My house is lit terribly–there are so many trees in or yard, and the windows are placed in the absolute worst locations, which means usually my house is pretty dingy and dark, and obviously artificial lighting is just not the same thing as actual birds chirping and real sunlight. Often when I’m really getting into a bad place, I just get deeper and deeper into this little reality in my head, where everyone hates me and my life is pointless, and maybe I should just give up on all my hopes and dreams because I am an awful person… you get the idea. Going outside tends to have this way of snapping me back into reality, and just gets me to kind of get out of my head, and focus on more simple things, like the wind in my hair or the rain on my cheeks. Just not thinking for a while is nice I guess, and getting some exercise, even if it’s just going on a walk, I have found helps me feel less anxious or depressed.

Do something for yourself

This is something I’m still really figuring out, but sometimes on bad days, just doing something soley for myself helps.
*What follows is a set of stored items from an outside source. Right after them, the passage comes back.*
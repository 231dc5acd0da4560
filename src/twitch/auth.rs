//! Bearer token acquisition and caching.

use async_trait::async_trait;
use chrono::{Duration, Utc};
use tokio::sync::Mutex;
use tracing::{error, info};

use super::api_types::ApiTokenResponse;
use super::types::Token;
use crate::error::ProxyError;

/// Lifetime assumed when the token endpoint omits `expires_in`.
const DEFAULT_TOKEN_LIFETIME_SECS: u64 = 3600;

/// Longest lifetime believed from the token endpoint. App tokens last about
/// 60 days; anything beyond this is treated as this.
const MAX_TOKEN_LIFETIME_SECS: u64 = 90 * 24 * 60 * 60;

/// Deadline for one acquisition unless configured otherwise.
pub const DEFAULT_ACQUIRE_TIMEOUT: std::time::Duration = std::time::Duration::from_secs(10);

/// Something that can mint a fresh upstream credential.
#[async_trait]
pub trait TokenSource: Send + Sync {
  async fn acquire(&self) -> Result<Token, ProxyError>;
}

/// OAuth client-credentials grant against the upstream identity endpoint.
pub struct ClientCredentials {
  http: reqwest::Client,
  token_url: String,
  client_id: String,
  client_secret: String,
  refresh_margin: Duration,
}

impl ClientCredentials {
  pub fn new(
    http: reqwest::Client,
    token_url: impl Into<String>,
    client_id: impl Into<String>,
    client_secret: impl Into<String>,
    refresh_margin_secs: u64,
  ) -> Self {
    Self {
      http,
      token_url: token_url.into(),
      client_id: client_id.into(),
      client_secret: client_secret.into(),
      refresh_margin: bounded_seconds(refresh_margin_secs),
    }
  }
}

#[async_trait]
impl TokenSource for ClientCredentials {
  async fn acquire(&self) -> Result<Token, ProxyError> {
    let response = self
      .http
      .post(&self.token_url)
      .query(&[
        ("client_id", self.client_id.as_str()),
        ("client_secret", self.client_secret.as_str()),
        ("grant_type", "client_credentials"),
      ])
      .send()
      .await
      // without_url: the query string carries the secret
      .map_err(|e| ProxyError::AuthFailure(e.without_url().to_string()))?;

    let status = response.status();
    if !status.is_success() {
      return Err(ProxyError::AuthFailure(format!(
        "token endpoint returned {}",
        status
      )));
    }

    let body: ApiTokenResponse = response
      .json()
      .await
      .map_err(|e| ProxyError::AuthFailure(format!("unreadable token response: {}", e.without_url())))?;

    let value = body
      .access_token
      .filter(|t| !t.is_empty())
      .ok_or_else(|| ProxyError::AuthFailure("token response had no access_token".to_string()))?;

    let lifetime = bounded_seconds(body.expires_in.unwrap_or(DEFAULT_TOKEN_LIFETIME_SECS));
    let usable_for = (lifetime - self.refresh_margin).max(Duration::zero());

    Ok(Token::new(value, Utc::now() + usable_for))
  }
}

fn bounded_seconds(secs: u64) -> Duration {
  // Lossless: the bound is far below i64::MAX.
  Duration::seconds(secs.min(MAX_TOKEN_LIFETIME_SECS) as i64)
}

/// Caches one token and renews it only when absent or expired.
///
/// Renewal happens while holding the lock, so concurrent callers that find the
/// token missing wait for the single in-flight acquisition instead of each
/// issuing their own.
/// An acquisition that outlives its deadline fails with `AuthFailure` and
/// releases the lock, so a stalled credential endpoint cannot hold up
/// every request queued behind it.
pub struct TokenProvider<T: TokenSource> {
  source: T,
  current: Mutex<Option<Token>>,
  acquire_timeout: std::time::Duration,
}

impl<T: TokenSource> TokenProvider<T> {
  pub fn new(source: T) -> Self {
    Self {
      source,
      current: Mutex::new(None),
      acquire_timeout: DEFAULT_ACQUIRE_TIMEOUT,
    }
  }

  pub fn with_acquire_timeout(mut self, timeout: std::time::Duration) -> Self {
    self.acquire_timeout = timeout;
    self
  }

  pub async fn get_token(&self) -> Result<Token, ProxyError> {
    let mut current = self.current.lock().await;

    if let Some(token) = current.as_ref() {
      if token.is_valid_at(Utc::now()) {
        return Ok(token.clone());
      }
    }

    let acquired = match tokio::time::timeout(self.acquire_timeout, self.source.acquire()).await {
      Ok(result) => result,
      Err(_) => Err(ProxyError::AuthFailure(format!(
        "token endpoint did not answer within {:?}",
        self.acquire_timeout
      ))),
    };

    match acquired {
      Ok(token) => {
        info!(expires_at = %token.expires_at(), "acquired upstream token");
        *current = Some(token.clone());
        Ok(token)
      }
      Err(e) => {
        error!(error = %e, "failed to acquire upstream token");
        *current = None;
        Err(e)
      }
    }
  }

  /// Drop the cached token if it is still the one upstream rejected.
  ///
  /// A newer token installed by another request is left alone.
  pub async fn invalidate(&self, rejected: &Token) {
    let mut current = self.current.lock().await;
    if current.as_ref() == Some(rejected) {
      info!("discarding rejected upstream token");
      *current = None;
    }
  }

  pub fn source(&self) -> &T {
    &self.source
  }
}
I guess it’s kind of a way of contradicting all these really hard thoughts I usually have, about not being worthy of anything, because in doing things just for me. Obviously it’s different for everyone, but for me some activities that work are:

  • Baking or cooking something just for myself, either comfort food I’ve had a million times before or a new recipe
  • Writing something just for myself, rather than just because I want someone to like it, and just having fun with it
  • Trying a new activity just for fun. My friend taught me how to skateboard a couple days ago, which I’ve never tried or liked before, and it was seriously the happiest I’ve felt in ages. It’s really hard for me to do something without the intention to monetize it in the future, and I guess it was nice to just do something because it makes me smile, even if I’m terrible at it. Some things you could maybe try are: drawing, origami, doing something new with your hair/makeup, doing a craft, knitting, sewing or playing around with an instrument/trying to learn it if you feel like it.

Let it out

Sometimes, you just need to get it out, and that’s okay. Whether that be by letting yourself cry, screaming into a pillow, writing/drawing it out if you’re a creative type like me, or talking to someone about your feelings, often I just need to get that weight off my shoulders. So never be afraid to do any of those things when you need to. Obviously, allowing yourself to have a full-blown breakdown is never fun, but afterwards often I do feel a whole lot better.

This is just what I’ve found works for me, but I hope it can be helpful for you too. I hope your bad day gets better soon, and that you know that… you deserve to be happy. Say that out loud. I deserve to be happy. I know it’s not as simple as some stranger on the internet telling you that, but I hope someday you can believe it to be true.